Je suis sidéré de voir une politique culturelle gérée sans vision. La chance des Wallons et des Bruxellois, avec la francophonie, c’est de rayonner au-delà de nos frontières. Faites le tour de l’Europe : les régions en difficulté ont toutes misé sur un projet culturel qui leur donne une autre image. Où est le grand projet culturel commun pour la Wallonie et Bruxelles ? A Liège il y a une réflexion pour associer développements culturel et économique. A Charleroi et à Mons aussi, même si on craint la suite de Mons 2015… Mais quel équilibre trouve-t-on ? On a le sentiment que tout le monde veut tout faire, et plus rien ne dépasse nos frontières. Or, réussir un projet culturel, c’est sortir de ses frontières.

Un ministère aurait pu vous donner une assise politique sur le territoire wallon…
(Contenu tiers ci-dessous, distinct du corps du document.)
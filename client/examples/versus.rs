//! Versus Example
//!
//! Compares two species side by side: base stats and type advantage.
//!
//! Usage: cargo run --example versus -- pikachu gyarados

use std::env;

use anyhow::{Context, Result};
use typedex_client::{ClientConfig, SpeciesClient, Versus};
use typedex_species::Outcome;

#[tokio::main]
async fn main() -> Result<()> {
    tracing_subscriber::fmt::init();

    let mut args = env::args().skip(1);
    let left = args.next().context("Usage: versus LEFT RIGHT")?;
    let right = args.next().context("Usage: versus LEFT RIGHT")?;

    let client = SpeciesClient::new(ClientConfig::from_env())?;
    let (left, right) = tokio::try_join!(client.fetch_species(&left), client.fetch_species(&right))?;

    let versus = Versus::new(&left, &right);
    println!("{:>16} {:^12} {:<16}", left.name, "vs", right.name);
    for stat in versus.stat_diffs() {
        println!(
            "{:>16} {:^12} {:<16} ({:+})",
            stat.left,
            stat.name,
            stat.right,
            stat.diff()
        );
    }

    println!();
    match versus.outcome() {
        Outcome::Left => println!("{} has the type advantage over {}", left.name, right.name),
        Outcome::Right => println!("{} has the type advantage over {}", right.name, left.name),
        Outcome::Both => println!("{} and {} can both hit each other hard", left.name, right.name),
        Outcome::Neutral => println!("Neither has a type advantage"),
    }

    Ok(())
}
Ah moi, je suis tout prêt à devenir ministre de la Culture, quand on veut ! C’est sans doute un des domaines les plus essentiels à un avenir. Au tout début de ma carrière, j’ai été directeur adjoint de Valmy Féaux (NDLR : PS, ministre-président de la Communauté française entre 1989 et 1991). Quand je vois ce qu’on faisait à l’époque, il y avait de la vision. Hervé Hasquin a été un ministre-président visionnaire avec le Théâtre des Doms, à Avignon. Il faut élargir cette réflexion.